De la mort à la résurrection

Jason Bourne, ex-tueur professionnel de la CIA à la mémoire courte, s’est isolé à Goa en Inde pour échapper à ses anciens employeurs. Là-bas, il a beau couler une vie paisible avec Marie, il souffre d’être réveillé toutes les nuits par des cauchemars lui rappelant son existence ante amnésique. Alors il ne baisse pas la garde et il a raison : un tueur russe le retrouve et tue Marie tandis qu’à Berlin, deux agents américains sont froidement assassinés lors d’une mission de terrain où le seul indice trouvé est une empreinte digitale : celle de Bourne. Ce dernier donc va devoir retourner en Europe avec en tête deux objectifs : savoir qui le piège et quelle origine donner à ses songes où il se voit tuant quelqu’un dans la capitale allemande.
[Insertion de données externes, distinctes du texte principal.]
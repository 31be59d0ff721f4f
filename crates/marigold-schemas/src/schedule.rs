//! Schedule definitions and occurrence computation.
//!
//! All schedules are evaluated in UTC.

use std::str::FromStr;

use chrono::{DateTime, Duration, Utc};
use serde::{Deserialize, Serialize};

use crate::error::ScheduleError;

#[derive(Debug, Clone, PartialEq, Serialize, Deserialize)]
#[serde(tag = "kind", rename_all = "snake_case")]
pub enum Schedule {
  /// Every `interval_seconds`, aligned to `anchor_date`.
  Interval {
    interval_seconds: u64,
    anchor_date: DateTime<Utc>,
  },
  /// A 5-field (minute precision) or 6-field (second precision) cron expression.
  Cron { cron: String },
}

impl Schedule {
  pub fn interval(interval_seconds: u64, anchor_date: DateTime<Utc>) -> Self {
    Schedule::Interval {
      interval_seconds,
      anchor_date,
    }
  }

  pub fn cron(expression: impl Into<String>) -> Self {
    Schedule::Cron {
      cron: expression.into(),
    }
  }

  /// Up to `n` occurrences at or after `start`, stopping before `end` if given.
  pub fn occurrences(
    &self,
    start: DateTime<Utc>,
    end: Option<DateTime<Utc>>,
    n: usize,
  ) -> Result<Vec<DateTime<Utc>>, ScheduleError> {
    let within = |at: &DateTime<Utc>| end.is_none_or(|end| *at <= end);

    match self {
      Schedule::Interval {
        interval_seconds,
        anchor_date,
      } => {
        let step = interval_step(*interval_seconds)?;
        let step_seconds = step.num_seconds();
        // The k-th occurrence, or `None` past the representable range.
        let nth = |k: i64| {
          k.checked_mul(step_seconds)
            .and_then(Duration::try_seconds)
            .and_then(|delta| anchor_date.checked_add_signed(delta))
        };

        let offset = (start - *anchor_date).num_seconds();
        let mut k = offset.div_euclid(step_seconds);
        // Anything unrepresentable here lies before `start`.
        if nth(k).is_none_or(|at| at < start) {
          k += 1;
        }

        let mut dates = Vec::with_capacity(n.min(1024));
        let mut next = nth(k);
        while let Some(at) = next {
          if dates.len() >= n || !within(&at) {
            break;
          }
          dates.push(at);
          next = at.checked_add_signed(step);
        }
        Ok(dates)
      }
      Schedule::Cron { cron } => {
        let parsed = parse_cron(cron)?;
        // `after` is exclusive; step back so a boundary `start` is included.
        let from = start - Duration::milliseconds(1);
        Ok(parsed.after(&from).take(n).take_while(|at| within(at)).collect())
      }
    }
  }

  /// Check the definition without computing dates.
  pub fn validate(&self) -> Result<(), ScheduleError> {
    match self {
      Schedule::Interval {
        interval_seconds, ..
      } => interval_step(*interval_seconds).map(|_| ()),
      Schedule::Cron { cron } => parse_cron(cron).map(|_| ()),
    }
  }
}

/// Zero and intervals too long for a [`Duration`] are rejected.
fn interval_step(interval_seconds: u64) -> Result<Duration, ScheduleError> {
  i64::try_from(interval_seconds)
    .ok()
    .filter(|seconds| *seconds > 0)
    .and_then(Duration::try_seconds)
    .ok_or(ScheduleError::InvalidInterval)
}

fn parse_cron(expression: &str) -> Result<cron::Schedule, ScheduleError> {
  let fields = expression.split_whitespace().count();
  let normalized = if fields == 5 {
    format!("0 {}", expression.trim())
  } else {
    expression.trim().to_string()
  };
  cron::Schedule::from_str(&normalized).map_err(|e| ScheduleError::InvalidCron {
    expression: expression.to_string(),
    message: e.to_string(),
  })
}
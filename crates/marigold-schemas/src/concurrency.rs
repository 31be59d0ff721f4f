use chrono::{DateTime, Utc};
use serde::{Deserialize, Serialize};
use uuid::Uuid;

/// A tag-scoped cap on concurrently RUNNING task runs.
///
/// `active_slots` holds the ids of runs currently borrowing a slot; an id
/// appears at most once.
#[derive(Debug, Clone, PartialEq, Serialize, Deserialize)]
pub struct ConcurrencyLimit {
  pub id: Uuid,
  pub tag: String,
  pub limit: u32,
  #[serde(default)]
  pub active_slots: Vec<Uuid>,
  pub created: DateTime<Utc>,
}

impl ConcurrencyLimit {
  pub fn new(tag: impl Into<String>, limit: u32) -> Self {
    Self {
      id: Uuid::new_v4(),
      tag: tag.into(),
      limit,
      active_slots: Vec::new(),
      created: Utc::now(),
    }
  }

  pub fn holds(&self, run_id: Uuid) -> bool {
    self.active_slots.contains(&run_id)
  }

  /// Whether `run_id` could take a slot now (true if it already holds one).
  pub fn has_room_for(&self, run_id: Uuid) -> bool {
    self.holds(run_id) || (self.active_slots.len() as u64) < u64::from(self.limit)
  }
}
Le succès mérité de The Bourne Identity résidait dans la capacité du réalisateur Doug Liman à nettoyer le film d’espionnage des clichés les plus éculés. Autrement dit, exit farniente, champagne et p’tites pépées et bienvenue poursuites déchaînées et autres mystères embrumés. On trouvait même, dans ce James Bond sans glamour, une incontestable inventivité dans la mise en scène de certaines séquences où Liman allait à l’encontre des standards hollywoodiens (longueur du plan, dilatation notable du temps, refus de la musique lors de l’action et accent porté sur l’environnement sonore). La réussite mineure de ce film tenait aussi et surtout à l’interprétation de Matt Damon : jusqu’alors habitué à des rôles nettement moins physiques, l’acteur apportait une touche d’humanité à son personnage de superhéros paumé tout en se révélant impressionnant dès lors que le rythme s’emballait. The Bourne Supremacy ne fait pas que conserver les atouts du premier épisode, il les intensifie, il élague les poncifs comme on arracherait le lierre d’un mur et cela est quasiment du au changement de réalisateur : Paul Greengrass, auteur de Bloody Sunday – reconstitution hallucinante d’hyperréalisme des affrontements de 1972 en Irlande du Nord.
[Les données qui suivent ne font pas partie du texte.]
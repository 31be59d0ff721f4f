use uuid::Uuid;

/// Errors raised by the state transition engine and its rules.
///
/// Rule hooks return these to signal a fault; the engine turns a fault in a
/// before hook into an ABORT outcome rather than surfacing it.
#[derive(Debug, thiserror::Error)]
pub enum OrchestrationError {
  #[error("run not found: {0}")]
  RunNotFound(Uuid),

  #[error("rule {rule} failed: {message}")]
  RuleFault { rule: String, message: String },

  #[error("store error: {0}")]
  Store(#[from] marigold_store::Error),
}
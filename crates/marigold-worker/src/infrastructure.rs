//! The contract between a worker and whatever actually executes a run.

use std::collections::BTreeMap;
use std::process::Stdio;

use async_trait::async_trait;
use marigold_schemas::Run;
use serde::{Deserialize, Serialize};
use tokio::process::Command;
use tokio::sync::oneshot;
use tracing::debug;
use uuid::Uuid;

use crate::error::InfrastructureError;

/// Everything the infrastructure needs to launch one run.
#[derive(Debug, Clone, PartialEq, Serialize, Deserialize)]
pub struct JobConfiguration {
  pub run_id: Uuid,
  pub name: String,
  pub command: Vec<String>,
  #[serde(default)]
  pub env: BTreeMap<String, String>,
  #[serde(default)]
  pub labels: BTreeMap<String, String>,
}

impl JobConfiguration {
  /// A job for `run` with the standard environment and labels.
  pub fn for_run(run: &Run, command: Vec<String>) -> Self {
    let mut env = BTreeMap::new();
    env.insert("MARIGOLD_RUN_ID".to_string(), run.id.to_string());
    env.insert("MARIGOLD_RUN_NAME".to_string(), run.name.clone());

    let mut labels = BTreeMap::new();
    labels.insert("marigold.run-id".to_string(), run.id.to_string());
    if let Some(deployment_id) = run.deployment_id {
      labels.insert("marigold.deployment-id".to_string(), deployment_id.to_string());
    }
    Self {
      run_id: run.id,
      name: run.name.clone(),
      command,
      env,
      labels,
    }
  }
}

/// How a launched job ended.
#[derive(Debug, Clone, PartialEq, Eq)]
pub struct InfrastructureResult {
  pub identifier: String,
  pub status_code: i32,
}

/// Reports that the job is up, with its infrastructure identifier.
///
/// Dropping it without calling [`started`](Self::started) tells the worker
/// the job never started.
pub struct StartedSignal(oneshot::Sender<String>);

impl StartedSignal {
  pub fn new() -> (Self, oneshot::Receiver<String>) {
    let (tx, rx) = oneshot::channel();
    (Self(tx), rx)
  }

  pub fn started(self, identifier: impl Into<String>) {
    // The worker may have stopped listening.
    let _ = self.0.send(identifier.into());
  }
}

#[async_trait]
pub trait Infrastructure: Send + Sync + 'static {
  /// Build the job for a claimed run.
  async fn prepare(&self, run: &Run) -> Result<JobConfiguration, InfrastructureError>;

  /// Launch the job, signal once it is running, and wait for it to exit.
  async fn run(
    &self,
    job: JobConfiguration,
    started: StartedSignal,
  ) -> Result<InfrastructureResult, InfrastructureError>;

  /// Stop a job by the identifier `run` reported.
  async fn kill(&self, identifier: &str) -> Result<(), InfrastructureError>;
}

/// Runs each job as a local child process.
pub struct ProcessInfrastructure {
  command: Vec<String>,
}

impl ProcessInfrastructure {
  pub fn new(command: Vec<String>) -> Self {
    Self { command }
  }
}

#[async_trait]
impl Infrastructure for ProcessInfrastructure {
  async fn prepare(&self, run: &Run) -> Result<JobConfiguration, InfrastructureError> {
    if self.command.is_empty() {
      return Err(InfrastructureError::Prepare("no command configured".to_string()));
    }
    Ok(JobConfiguration::for_run(run, self.command.clone()))
  }

  async fn run(
    &self,
    job: JobConfiguration,
    started: StartedSignal,
  ) -> Result<InfrastructureResult, InfrastructureError> {
    let Some((program, args)) = job.command.split_first() else {
      return Err(InfrastructureError::Launch("empty command".to_string()));
    };
    let mut child = Command::new(program)
      .args(args)
      .envs(&job.env)
      .stdin(Stdio::null())
      .spawn()
      .map_err(|e| InfrastructureError::Launch(format!("{}: {}", program, e)))?;

    let identifier = child.id().map(|pid| pid.to_string()).unwrap_or_default();
    debug!(run_id = %job.run_id, pid = %identifier, "process_started");
    started.started(identifier.clone());

    let status = child.wait().await?;
    Ok(InfrastructureResult {
      identifier,
      // Killed by a signal: report it as a failure.
      status_code: status.code().unwrap_or(-1),
    })
  }

  async fn kill(&self, identifier: &str) -> Result<(), InfrastructureError> {
    let status = Command::new("kill").arg(identifier).status().await?;
    if status.success() {
      Ok(())
    } else {
      Err(InfrastructureError::Kill(format!(
        "kill {} exited with {}",
        identifier, status
      )))
    }
  }
}
//! Flow runs and task runs.

use chrono::{DateTime, Duration, Utc};
use serde::{Deserialize, Serialize};
use uuid::Uuid;

use crate::states::{State, StateType};

/// Which orchestration policy governs a run.
#[derive(Debug, Clone, Copy, PartialEq, Eq, Hash, Serialize, Deserialize)]
#[serde(rename_all = "snake_case")]
pub enum RunKind {
  Flow,
  Task,
}

impl RunKind {
  pub fn as_str(self) -> &'static str {
    match self {
      RunKind::Flow => "flow",
      RunKind::Task => "task",
    }
  }
}

/// How long to wait before a retry attempt.
///
/// Every variant is non-decreasing in the attempt number.
#[derive(Debug, Clone, PartialEq, Serialize, Deserialize)]
#[serde(tag = "kind", rename_all = "snake_case")]
pub enum RetryDelay {
  Fixed {
    seconds: u64,
  },
  Exponential {
    base_seconds: u64,
    factor: f64,
    max_seconds: Option<u64>,
  },
  /// Explicit per-attempt delays; attempts past the end reuse the last entry.
  Sequence {
    seconds: Vec<u64>,
  },
}

impl Default for RetryDelay {
  fn default() -> Self {
    RetryDelay::Fixed { seconds: 0 }
  }
}

impl RetryDelay {
  /// Delay before retry number `attempt` (1-based).
  pub fn delay_for_attempt(&self, attempt: u32) -> Duration {
    let index = attempt.saturating_sub(1);
    let seconds = match self {
      RetryDelay::Fixed { seconds } => *seconds,
      RetryDelay::Exponential {
        base_seconds,
        factor,
        max_seconds,
      } => {
        let factor = factor.max(1.0);
        let raw = (*base_seconds as f64) * factor.powi(index.min(i32::MAX as u32) as i32);
        let capped = match max_seconds {
          Some(max) => raw.min(*max as f64),
          None => raw,
        };
        if capped.is_finite() {
          capped.min(i64::MAX as f64 / 1000.0) as u64
        } else {
          max_seconds.unwrap_or(u32::MAX as u64)
        }
      }
      RetryDelay::Sequence { seconds } => seconds
        .get(index as usize)
        .or(seconds.last())
        .copied()
        .unwrap_or(0),
    };
    Duration::seconds(seconds.min(i64::MAX as u64 / 1000) as i64)
  }
}

/// Retry and pause behaviour carried on a run.
#[derive(Debug, Clone, Default, PartialEq, Serialize, Deserialize)]
#[serde(default)]
pub struct EmpiricalPolicy {
  pub max_retries: u32,
  pub retries_remaining: u32,
  /// Falls back to the configured default when absent.
  pub retry_delay: Option<RetryDelay>,
  /// Set while a paused run is on its way back to RUNNING.
  pub resuming: bool,
  /// Keys of pauses that have already fired for this run.
  pub pause_keys: Vec<String>,
}

impl EmpiricalPolicy {
  pub fn with_retries(max_retries: u32) -> Self {
    Self {
      max_retries,
      retries_remaining: max_retries,
      ..Default::default()
    }
  }

  pub fn with_retry_delay(mut self, delay: RetryDelay) -> Self {
    self.retry_delay = Some(delay);
    self
  }

  /// The 1-based number of the next retry attempt.
  pub fn next_attempt(&self) -> u32 {
    self
      .max_retries
      .saturating_sub(self.retries_remaining)
      .saturating_add(1)
  }
}

/// A flow run or task run.
///
/// The `state_*` fields mirror the current [`State`] and are only ever
/// written through [`Run::set_state`].
#[derive(Debug, Clone, PartialEq, Serialize, Deserialize)]
pub struct Run {
  pub id: Uuid,
  pub kind: RunKind,
  pub name: String,
  #[serde(default)]
  pub tags: Vec<String>,
  pub deployment_id: Option<Uuid>,
  pub work_queue_id: Option<Uuid>,
  /// For task runs: the flow run they belong to. Autonomous tasks have none.
  pub flow_run_id: Option<Uuid>,
  /// For subflow runs: the task run in the parent flow that represents them.
  pub parent_task_run_id: Option<Uuid>,
  pub state: Option<State>,
  pub state_id: Option<Uuid>,
  pub state_type: Option<StateType>,
  pub state_name: Option<String>,
  pub run_count: u32,
  pub expected_start_time: Option<DateTime<Utc>>,
  pub next_scheduled_start_time: Option<DateTime<Utc>>,
  pub start_time: Option<DateTime<Utc>>,
  pub end_time: Option<DateTime<Utc>>,
  pub total_run_time_ms: i64,
  #[serde(default)]
  pub empirical_policy: EmpiricalPolicy,
  /// Deduplicates scheduler-created runs per deployment.
  pub idempotency_key: Option<String>,
  #[serde(default)]
  pub auto_scheduled: bool,
  pub created: DateTime<Utc>,
}

impl Run {
  pub fn new(kind: RunKind, name: impl Into<String>) -> Self {
    Self {
      id: Uuid::new_v4(),
      kind,
      name: name.into(),
      tags: Vec::new(),
      deployment_id: None,
      work_queue_id: None,
      flow_run_id: None,
      parent_task_run_id: None,
      state: None,
      state_id: None,
      state_type: None,
      state_name: None,
      run_count: 0,
      expected_start_time: None,
      next_scheduled_start_time: None,
      start_time: None,
      end_time: None,
      total_run_time_ms: 0,
      empirical_policy: EmpiricalPolicy::default(),
      idempotency_key: None,
      auto_scheduled: false,
      created: Utc::now(),
    }
  }

  pub fn flow(name: impl Into<String>) -> Self {
    Self::new(RunKind::Flow, name)
  }

  pub fn task(name: impl Into<String>, flow_run_id: Option<Uuid>) -> Self {
    let mut run = Self::new(RunKind::Task, name);
    run.flow_run_id = flow_run_id;
    run
  }

  pub fn with_tags<I, S>(mut self, tags: I) -> Self
  where
    I: IntoIterator<Item = S>,
    S: Into<String>,
  {
    self.tags = tags.into_iter().map(Into::into).collect();
    self
  }

  pub fn with_deployment(mut self, deployment_id: Uuid, work_queue_id: Option<Uuid>) -> Self {
    self.deployment_id = Some(deployment_id);
    self.work_queue_id = work_queue_id;
    self
  }

  pub fn with_work_queue(mut self, work_queue_id: Uuid) -> Self {
    self.work_queue_id = Some(work_queue_id);
    self
  }

  pub fn with_parent_task_run(mut self, task_run_id: Uuid) -> Self {
    self.parent_task_run_id = Some(task_run_id);
    self
  }

  pub fn with_empirical_policy(mut self, policy: EmpiricalPolicy) -> Self {
    self.empirical_policy = policy;
    self
  }

  /// Attach the state a run is created in.
  ///
  /// A SCHEDULED initial state also sets the expected and next scheduled
  /// start times.
  pub fn with_initial_state(mut self, state: State) -> Self {
    if state.state_type == StateType::Scheduled
      && let Some(at) = state.scheduled_time()
    {
      self.expected_start_time = Some(at);
      self.next_scheduled_start_time = Some(at);
    }
    self.set_state(state);
    self
  }

  /// Make `state` the current state and refresh the denormalized columns.
  pub fn set_state(&mut self, state: State) {
    self.state_id = Some(state.id);
    self.state_type = Some(state.state_type);
    self.state_name = Some(state.name.clone());
    self.state = Some(state);
  }

  pub fn is_subflow(&self) -> bool {
    self.kind == RunKind::Flow && self.parent_task_run_id.is_some()
  }

  pub fn is_autonomous_task(&self) -> bool {
    self.kind == RunKind::Task && self.flow_run_id.is_none()
  }

  pub fn has_tag(&self, tag: &str) -> bool {
    self.tags.iter().any(|t| t == tag)
  }
}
Car si Paul Greengrass se retrouve à la tête d’un film à gros budget, il ne renonce pas son style documentaire ; du coup, appliquer le mode de filmage de Bloody Sunday s’avère payant et entraîne une réaction en chaîne on ne peut plus bénéfique. Le film gagne en vivacité et en réalisme. En filmant caméra à l’épaule de courtes séquences dans un montage sec, Greengrass se crée un suspense quasi permanent. Cependant le caractère artificiel d’un tel procédé est évité grâce à une intrigue bien construite –sachant alterner entre la brutalité et de rares moments d’émotion (l’adieu triste et silencieux de Jason à Marie après la fureur de la poursuite est à ce titre exemplaire)– et surtout bien plus sombre. Bourne ne sourit plus dès lors qu’il pose le pied sur le sol européen, il parle peu et n’hésite plus à donner la mort mais le réalisme s’applique aussi à sa personne et, en ce sens, la prestation de Damon est admirable car il conjugue à merveille la froide intelligence, la pesante culpabilité face à un plus que probable passé criminel et surtout son incroyable calvaire physique.
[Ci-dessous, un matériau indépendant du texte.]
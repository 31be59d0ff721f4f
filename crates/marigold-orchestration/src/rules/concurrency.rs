//! Tag-based task concurrency limits.

use async_trait::async_trait;
use marigold_schemas::StateType;
use tracing::debug;

use crate::context::OrchestrationContext;
use crate::error::OrchestrationError;
use crate::rule::{OrchestrationRule, RuleScope, StateSet};

/// Takes one slot on every limited tag of a task before it may run.
///
/// Acquisition is all-or-nothing. When any limit is full the proposal waits
/// for `concurrency_slot_wait_seconds`. Slots taken for a proposal that ends
/// up somewhere other than RUNNING are given back in cleanup.
#[derive(Default)]
pub struct SecureTaskConcurrencySlots {
  acquired: Vec<String>,
}

#[async_trait]
impl OrchestrationRule for SecureTaskConcurrencySlots {
  fn name(&self) -> &'static str {
    "SecureTaskConcurrencySlots"
  }

  fn scope(&self) -> RuleScope {
    RuleScope::transition(
      StateSet::Except(&[StateType::Running]),
      StateSet::Only(&[StateType::Running]),
    )
  }

  async fn before_transition(
    &mut self,
    ctx: &mut OrchestrationContext,
  ) -> Result<(), OrchestrationError> {
    if ctx.run.tags.is_empty() {
      return Ok(());
    }
    let limits = ctx.store().read_concurrency_limits(&ctx.run.tags).await?;
    if limits.is_empty() {
      return Ok(());
    }

    if let Some(zero) = limits.iter().find(|l| l.limit == 0) {
      ctx.abort_transition(format!(
        "The concurrency limit on tag '{}' is 0 and will deadlock if the task tries to run again.",
        zero.tag
      ));
      return Ok(());
    }

    let tags: Vec<String> = limits.into_iter().map(|l| l.tag).collect();
    if !ctx.store().acquire_concurrency_slots(&tags, ctx.run.id).await? {
      let wait = ctx.settings().concurrency_slot_wait_seconds;
      debug!(run_id = %ctx.run.id, tags = ?tags, wait, "concurrency_slots_unavailable");
      ctx.delay_transition(
        wait,
        format!("Concurrency limit reached for tags {:?}.", tags),
      );
      return Ok(());
    }
    self.acquired = tags;
    Ok(())
  }

  async fn cleanup(&mut self, ctx: &mut OrchestrationContext) -> Result<(), OrchestrationError> {
    if self.acquired.is_empty() || ctx.validated_type() == Some(StateType::Running) {
      return Ok(());
    }
    ctx
      .store()
      .release_concurrency_slots(&self.acquired, ctx.run.id)
      .await?;
    self.acquired.clear();
    Ok(())
  }
}

/// Gives slots back when a task leaves RUNNING (or CANCELLING).
///
/// Universal so forced exits from RUNNING release their slots too.
pub struct ReleaseTaskConcurrencySlots;

#[async_trait]
impl OrchestrationRule for ReleaseTaskConcurrencySlots {
  fn name(&self) -> &'static str {
    "ReleaseTaskConcurrencySlots"
  }

  fn scope(&self) -> RuleScope {
    RuleScope::Universal
  }

  async fn after_transition(
    &mut self,
    ctx: &mut OrchestrationContext,
  ) -> Result<(), OrchestrationError> {
    let held = matches!(
      ctx.initial_type(),
      Some(StateType::Running) | Some(StateType::Cancelling)
    );
    let Some(validated) = ctx.validated_type() else {
      return Ok(());
    };
    if !held || validated == StateType::Running || ctx.run.tags.is_empty() {
      return Ok(());
    }
    ctx
      .store()
      .release_concurrency_slots(&ctx.run.tags, ctx.run.id)
      .await?;
    debug!(run_id = %ctx.run.id, tags = ?ctx.run.tags, "concurrency_slots_released");
    Ok(())
  }
}
use chrono::{DateTime, Utc};
use marigold_schemas::{Run, RunKind, StateType};
use uuid::Uuid;

/// Criteria for [`Store::read_runs`](crate::Store::read_runs).
///
/// Every set field must match; empty lists place no restriction.
#[derive(Debug, Clone, Default)]
pub struct RunFilter {
  pub kind: Option<RunKind>,
  pub state_types: Vec<StateType>,
  pub exclude_state_names: Vec<String>,
  pub flow_run_id: Option<Uuid>,
  /// Only task runs that do not belong to a flow run.
  pub autonomous_only: bool,
  pub deployment_id: Option<Uuid>,
  pub work_queue_ids: Vec<Uuid>,
  pub next_scheduled_before: Option<DateTime<Utc>>,
  /// The current state was entered before this time.
  pub state_entered_before: Option<DateTime<Utc>>,
  pub limit: Option<usize>,
}

impl RunFilter {
  pub fn kind(mut self, kind: RunKind) -> Self {
    self.kind = Some(kind);
    self
  }

  pub fn state_types(mut self, state_types: impl IntoIterator<Item = StateType>) -> Self {
    self.state_types = state_types.into_iter().collect();
    self
  }

  pub fn limit(mut self, limit: usize) -> Self {
    self.limit = Some(limit);
    self
  }

  pub fn matches(&self, run: &Run) -> bool {
    if self.kind.is_some_and(|kind| kind != run.kind) {
      return false;
    }
    if !self.state_types.is_empty()
      && !run.state_type.is_some_and(|t| self.state_types.contains(&t))
    {
      return false;
    }
    if let Some(name) = &run.state_name
      && self.exclude_state_names.contains(name)
    {
      return false;
    }
    if self.flow_run_id.is_some() && run.flow_run_id != self.flow_run_id {
      return false;
    }
    if self.autonomous_only && !run.is_autonomous_task() {
      return false;
    }
    if self.deployment_id.is_some() && run.deployment_id != self.deployment_id {
      return false;
    }
    if !self.work_queue_ids.is_empty()
      && !run
        .work_queue_id
        .is_some_and(|id| self.work_queue_ids.contains(&id))
    {
      return false;
    }
    if let Some(before) = self.next_scheduled_before
      && !run.next_scheduled_start_time.is_some_and(|at| at <= before)
    {
      return false;
    }
    if let Some(before) = self.state_entered_before
      && !run.state.as_ref().is_some_and(|s| s.timestamp < before)
    {
      return false;
    }
    true
  }
}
C’est pourquoi The Bourne Supremacy est la rencontre d’un acteur talentueux et d’un réalisateur prometteur qui parvient à poursuivre ses ambitions esthétiques et thématiques pour le pire (le combat rapproché à Berlin brouillon et confus) et pour le meilleur : le final moscovite. Cette séquence retrace la fuite de Bourne en voiture, traqué par la police puis par le FSB (ex-KGB) et enfin l’affrontement spectaculaire avec son double russe dans une poursuite digne de French Connection. A partir de ce moment là, le film devient une pure expérience physique. En quelques minutes, la caméra fait ressentir de façon saisissante la panique, l’accablement et l’angoisse étouffante éprouvés par Bourne. Et quand après s’être extirpé de ce traquenard, on prend conscience qu’il a fait tout ce chemin pour demander le pardon d’une inconnue dont il a tué les parents ; on ne peut qu’être admiratif devant un film qui prolonge avec surprise la thématique de Bloody Sunday : le premier film de Greengrass se terminait sur la mort de l’idéalisme, le parcours de Bourne jusqu’à l’appartement de la jeune fille russe conduit à sa résurrection.
J.F.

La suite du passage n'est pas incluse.